For large earthquakes to be predictable, they would have to be unusual events resulting from specific physical states. However, the consensus of a recent meeting [HN5] (5) was that the Earth is in a state of self-organized criticality [HN16] where any small earthquake has some probability of cascading into a large event. This view is supported by the observation that the distribution of earthquake size (see figure) is invariant [HN17] with respect to scale for all but the largest earthquakes. Such scale invariance is ubiquitous in self-organized critical systems (6). Whether any particular small earthquake grows into a large earthquake depends on a myriad of fine details of physical conditions throughout a large volume, not just in the immediate vicinity of the fault (7). This highly sensitive nonlinear dependence of earthquake rupture on unknown initial conditions severely limits predictability (8,9). The prediction of individual large earthquakes would require the unlikely capability of knowing all of these details with great accuracy. Furthermore, no quantitative theory for analyzing these data to issue predictions exists at present. Thus, the consensus of the meeting was that individual earthquakes are probably inherently unpredictable.
Figure 1, PostScript , a slightly modified version
Figure 1, PDF , a slightly modified version
Critical quakes. Number of earthquakes from 1 January 1977 to 30 June 1996 in the Harvard catalog [HN27] (24) with magnitude greater than M for shallow (0 to 70 km), intermediate (71 to 300 km), and deep (301 to 700 km) earthquakes.

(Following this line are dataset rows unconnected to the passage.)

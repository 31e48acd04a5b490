//! Unified error handling with Sentry integration.
//!
//! Provides a unified `AppError` type that captures server-side errors to
//! Sentry before responding to the client. All route handlers return
//! `Result<T, AppError>`, rendered as `{"error": "<message>"}`.

use axum::{
    Json,
    http::StatusCode,
    response::{IntoResponse, Response},
};
use serde_json::json;
use thiserror::Error;

use crate::db::RepositoryError;
use crate::services::auth::{AuthError, TokenError};
use crate::services::oauth::OAuthError;
use crate::services::orders::OrderError;
use crate::services::payments::{PaymentError, PaymentGatewayError};

/// Application-level error type for the storefront.
#[derive(Debug, Error)]
pub enum AppError {
    /// Database operation failed.
    #[error("Database error: {0}")]
    Database(#[from] RepositoryError),

    /// Authentication operation failed.
    #[error("Auth error: {0}")]
    Auth(#[from] AuthError),

    /// Bearer token rejected.
    #[error("Token error: {0}")]
    Token(#[from] TokenError),

    /// Google sign-in failed.
    #[error("OAuth error: {0}")]
    OAuth(#[from] OAuthError),

    /// Order engine refused or failed.
    #[error("Order error: {0}")]
    Order(#[from] OrderError),

    /// Payment adapter refused or failed.
    #[error("Payment error: {0}")]
    Payment(#[from] PaymentError),

    /// Resource not found.
    #[error("Not found: {0}")]
    NotFound(String),

    /// User is not authenticated.
    #[error("Unauthorized: {0}")]
    Unauthorized(String),

    /// Authenticated but not allowed.
    #[error("Forbidden: {0}")]
    Forbidden(String),

    /// Bad request from client.
    #[error("Bad request: {0}")]
    BadRequest(String),

    /// Duplicate resource.
    #[error("Conflict: {0}")]
    Conflict(String),

    /// Rate limited.
    #[error("Rate limited")]
    RateLimited,

    /// Internal server error.
    #[error("Internal error: {0}")]
    Internal(String),
}

const INTERNAL: &str = "Internal server error";

impl AppError {
    /// HTTP status and client-facing message.
    fn status_and_message(&self) -> (StatusCode, String) {
        match self {
            Self::Database(err) => repository(err),
            Self::Auth(err) => auth(err),
            Self::Token(err) => token(err),
            Self::OAuth(err) => oauth(err),
            Self::Order(err) => order(err),
            Self::Payment(err) => payment(err),
            Self::NotFound(msg) => (StatusCode::NOT_FOUND, msg.clone()),
            Self::Unauthorized(msg) => (StatusCode::UNAUTHORIZED, msg.clone()),
            Self::Forbidden(msg) => (StatusCode::FORBIDDEN, msg.clone()),
            Self::BadRequest(msg) => (StatusCode::BAD_REQUEST, msg.clone()),
            Self::Conflict(msg) => (StatusCode::CONFLICT, msg.clone()),
            Self::RateLimited => (
                StatusCode::TOO_MANY_REQUESTS,
                "Too many requests, please slow down".to_owned(),
            ),
            Self::Internal(_) => (StatusCode::INTERNAL_SERVER_ERROR, INTERNAL.to_owned()),
        }
    }
}

fn repository(err: &RepositoryError) -> (StatusCode, String) {
    match err {
        RepositoryError::NotFound => (StatusCode::NOT_FOUND, "Not found".to_owned()),
        RepositoryError::Conflict(msg) => (StatusCode::CONFLICT, msg.clone()),
        RepositoryError::Database(_) | RepositoryError::DataCorruption(_) => {
            (StatusCode::INTERNAL_SERVER_ERROR, INTERNAL.to_owned())
        }
    }
}

fn auth(err: &AuthError) -> (StatusCode, String) {
    match err {
        AuthError::InvalidEmail(_) => (StatusCode::BAD_REQUEST, "Invalid email address".to_owned()),
        AuthError::WeakPassword(msg) => (StatusCode::BAD_REQUEST, msg.clone()),
        AuthError::MissingName => (StatusCode::BAD_REQUEST, err.to_string()),
        AuthError::InvalidCredentials | AuthError::UserNotFound => {
            (StatusCode::UNAUTHORIZED, "Invalid email or password".to_owned())
        }
        AuthError::PasswordNotSet => (StatusCode::UNAUTHORIZED, err.to_string()),
        AuthError::UserAlreadyExists => (StatusCode::CONFLICT, err.to_string()),
        AuthError::Repository(inner) => repository(inner),
        AuthError::PasswordHash | AuthError::Token(_) => {
            (StatusCode::INTERNAL_SERVER_ERROR, INTERNAL.to_owned())
        }
    }
}

fn token(err: &TokenError) -> (StatusCode, String) {
    match err {
        TokenError::Encoding => (StatusCode::INTERNAL_SERVER_ERROR, INTERNAL.to_owned()),
        TokenError::Expired => (StatusCode::UNAUTHORIZED, "Token expired".to_owned()),
        TokenError::Malformed | TokenError::InvalidSignature => {
            (StatusCode::UNAUTHORIZED, "Invalid token".to_owned())
        }
    }
}

fn oauth(err: &OAuthError) -> (StatusCode, String) {
    match err {
        OAuthError::NotConfigured => (StatusCode::SERVICE_UNAVAILABLE, err.to_string()),
        OAuthError::StateMismatch | OAuthError::MissingEmail => {
            (StatusCode::BAD_REQUEST, err.to_string())
        }
        OAuthError::Exchange(_) | OAuthError::Http(_) => (
            StatusCode::BAD_GATEWAY,
            "Identity provider error".to_owned(),
        ),
        OAuthError::Auth(inner) => auth(inner),
    }
}

fn order(err: &OrderError) -> (StatusCode, String) {
    let status = match err {
        OrderError::NoItems | OrderError::InvalidQuantity | OrderError::InvalidGuest(_) => {
            StatusCode::BAD_REQUEST
        }
        OrderError::AddressNotFound | OrderError::ProductNotFound | OrderError::NotFound => {
            StatusCode::NOT_FOUND
        }
        OrderError::EmptyCart
        | OrderError::ProductUnavailable { .. }
        | OrderError::InsufficientStock { .. }
        | OrderError::NotCancellable { .. }
        | OrderError::InvalidTransition { .. } => StatusCode::UNPROCESSABLE_ENTITY,
        OrderError::OrderNumberExhausted => {
            return (StatusCode::INTERNAL_SERVER_ERROR, INTERNAL.to_owned());
        }
        OrderError::Repository(inner) => return repository(inner),
    };
    (status, err.to_string())
}

fn payment(err: &PaymentError) -> (StatusCode, String) {
    match err {
        PaymentError::OrderNotFound | PaymentError::PaymentNotFound => {
            (StatusCode::NOT_FOUND, err.to_string())
        }
        PaymentError::OrderNotPending { .. } => (StatusCode::UNPROCESSABLE_ENTITY, err.to_string()),
        PaymentError::InvalidSignature | PaymentError::SimulationDisabled => {
            (StatusCode::FORBIDDEN, err.to_string())
        }
        PaymentError::Gateway(inner) => gateway(inner),
        PaymentError::Order(inner) => order(inner),
        PaymentError::Repository(inner) => repository(inner),
    }
}

fn gateway(err: &PaymentGatewayError) -> (StatusCode, String) {
    if err.is_retryable() {
        (
            StatusCode::SERVICE_UNAVAILABLE,
            "Payment gateway unavailable, please retry".to_owned(),
        )
    } else {
        (StatusCode::BAD_GATEWAY, "Payment gateway error".to_owned())
    }
}

impl IntoResponse for AppError {
    fn into_response(self) -> Response {
        let (status, message) = self.status_and_message();

        // Capture server errors to Sentry
        if status.is_server_error() {
            let event_id = sentry::capture_error(&self);
            tracing::error!(
                error = %self,
                sentry_event_id = %event_id,
                "Request error"
            );
        }

        (status, Json(json!({ "error": message }))).into_response()
    }
}

/// Result type alias for `AppError`.
pub type Result<T> = std::result::Result<T, AppError>;

/// Set the Sentry user context for the current request.
pub fn set_sentry_user(user_id: &impl ToString, email: Option<&str>) {
    sentry::configure_scope(|scope| {
        scope.set_user(Some(sentry::User {
            id: Some(user_id.to_string()),
            email: email.map(String::from),
            ..Default::default()
        }));
    });
}

/// Add a breadcrumb for user actions.
///
/// Breadcrumbs appear in Sentry error reports to show the trail of user actions
/// leading up to an error.
pub fn add_breadcrumb(category: &str, message: &str, data: Option<&[(&str, &str)]>) {
    let mut breadcrumb = sentry::Breadcrumb {
        category: Some(category.to_string()),
        message: Some(message.to_string()),
        level: sentry::Level::Info,
        ..Default::default()
    };

    if let Some(pairs) = data {
        for (key, value) in pairs {
            breadcrumb.data.insert(
                (*key).to_string(),
                serde_json::Value::String((*value).to_string()),
            );
        }
    }

    sentry::add_breadcrumb(breadcrumb);
}

#[cfg(test)]
mod tests {
    use nexora_core::OrderStatus;

    use super::*;

    fn get_status(err: impl Into<AppError>) -> StatusCode {
        err.into().into_response().status()
    }

    #[test]
    fn test_app_error_display() {
        let err = AppError::NotFound("product-123".to_string());
        assert_eq!(err.to_string(), "Not found: product-123");

        let err = AppError::BadRequest("invalid input".to_string());
        assert_eq!(err.to_string(), "Bad request: invalid input");
    }

    #[test]
    fn test_app_error_status_codes() {
        assert_eq!(get_status(AppError::NotFound("test".to_string())), StatusCode::NOT_FOUND);
        assert_eq!(get_status(AppError::Unauthorized("test".to_string())), StatusCode::UNAUTHORIZED);
        assert_eq!(get_status(AppError::Forbidden("test".to_string())), StatusCode::FORBIDDEN);
        assert_eq!(get_status(AppError::BadRequest("test".to_string())), StatusCode::BAD_REQUEST);
        assert_eq!(get_status(AppError::RateLimited), StatusCode::TOO_MANY_REQUESTS);
        assert_eq!(
            get_status(AppError::Internal("test".to_string())),
            StatusCode::INTERNAL_SERVER_ERROR
        );
    }

    #[test]
    fn test_business_rules_are_unprocessable() {
        assert_eq!(get_status(OrderError::EmptyCart), StatusCode::UNPROCESSABLE_ENTITY);
        assert_eq!(
            get_status(OrderError::InsufficientStock { product: "Mug".to_owned() }),
            StatusCode::UNPROCESSABLE_ENTITY
        );
        assert_eq!(
            get_status(OrderError::NotCancellable { status: OrderStatus::Paid }),
            StatusCode::UNPROCESSABLE_ENTITY
        );
    }

    #[test]
    fn test_ownership_mismatch_is_not_found() {
        assert_eq!(get_status(OrderError::AddressNotFound), StatusCode::NOT_FOUND);
        assert_eq!(get_status(PaymentError::OrderNotFound), StatusCode::NOT_FOUND);
        assert_eq!(get_status(RepositoryError::NotFound), StatusCode::NOT_FOUND);
    }

    #[test]
    fn test_conflicts() {
        assert_eq!(get_status(AuthError::UserAlreadyExists), StatusCode::CONFLICT);
        assert_eq!(
            get_status(RepositoryError::Conflict("duplicate review".to_owned())),
            StatusCode::CONFLICT
        );
    }

    #[test]
    fn test_webhook_signature_is_forbidden() {
        assert_eq!(get_status(PaymentError::InvalidSignature), StatusCode::FORBIDDEN);
    }

    #[test]
    fn test_gateway_errors() {
        assert_eq!(
            get_status(PaymentError::Gateway(PaymentGatewayError::Timeout)),
            StatusCode::SERVICE_UNAVAILABLE
        );
        assert_eq!(
            get_status(PaymentError::Gateway(PaymentGatewayError::MissingToken)),
            StatusCode::BAD_GATEWAY
        );
    }

    #[test]
    fn test_internals_hidden() {
        let (_, message) =
            AppError::from(RepositoryError::DataCorruption("bad row".to_owned())).status_and_message();
        assert_eq!(message, INTERNAL);
    }

    #[test]
    fn test_token_errors_unauthorized() {
        assert_eq!(get_status(TokenError::Expired), StatusCode::UNAUTHORIZED);
        assert_eq!(get_status(TokenError::InvalidSignature), StatusCode::UNAUTHORIZED);
    }
}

Dotted lines are power-law curves modified by an exponential taper for the largest magnitudes [equation 3 of (8)]. Analyses of smaller earthquakes show that self-similarity extends to magnitudes as small as zero (25). Such power-law curves are characteristic of systems in a state of self-organized criticality.
Empirical earthquake prediction would require the existence of observable and identifiable precursors [HN18] that would allow alarms to be issued with high reliability and accuracy. There are strong reasons to doubt that such precursors exist (10). Thousands of observations of allegedly anomalous phenomena (seismological, geodetic, hydrological, geochemical, electromagnetic, animal behavior, and so forth) have been claimed as earthquake precursors, but in general, the phenomena were claimed as precursors only after the earthquakes occurred. The pattern of alleged precursors tends to vary greatly from one earthquake to the next, and the alleged anomalies are frequently observed at only one point, rather than throughout the epicentral region. There are no objective definitions of "anomalies," no quantitative physical mechanism links the alleged precursors to earthquakes, statistical evidence for a correlation is lacking, and natural or artificial causes unrelated to earthquakes have not been compellingly excluded (11). In other fields threshold signals have often been erroneously claimed as important physical effects (12); most if not all "precursors" are probably misinterpreted as well. Unfortunately, each new claim brings a new set of proposed conditions, so that hypothesis testing, which is what separates speculation from science, is nearly impossible.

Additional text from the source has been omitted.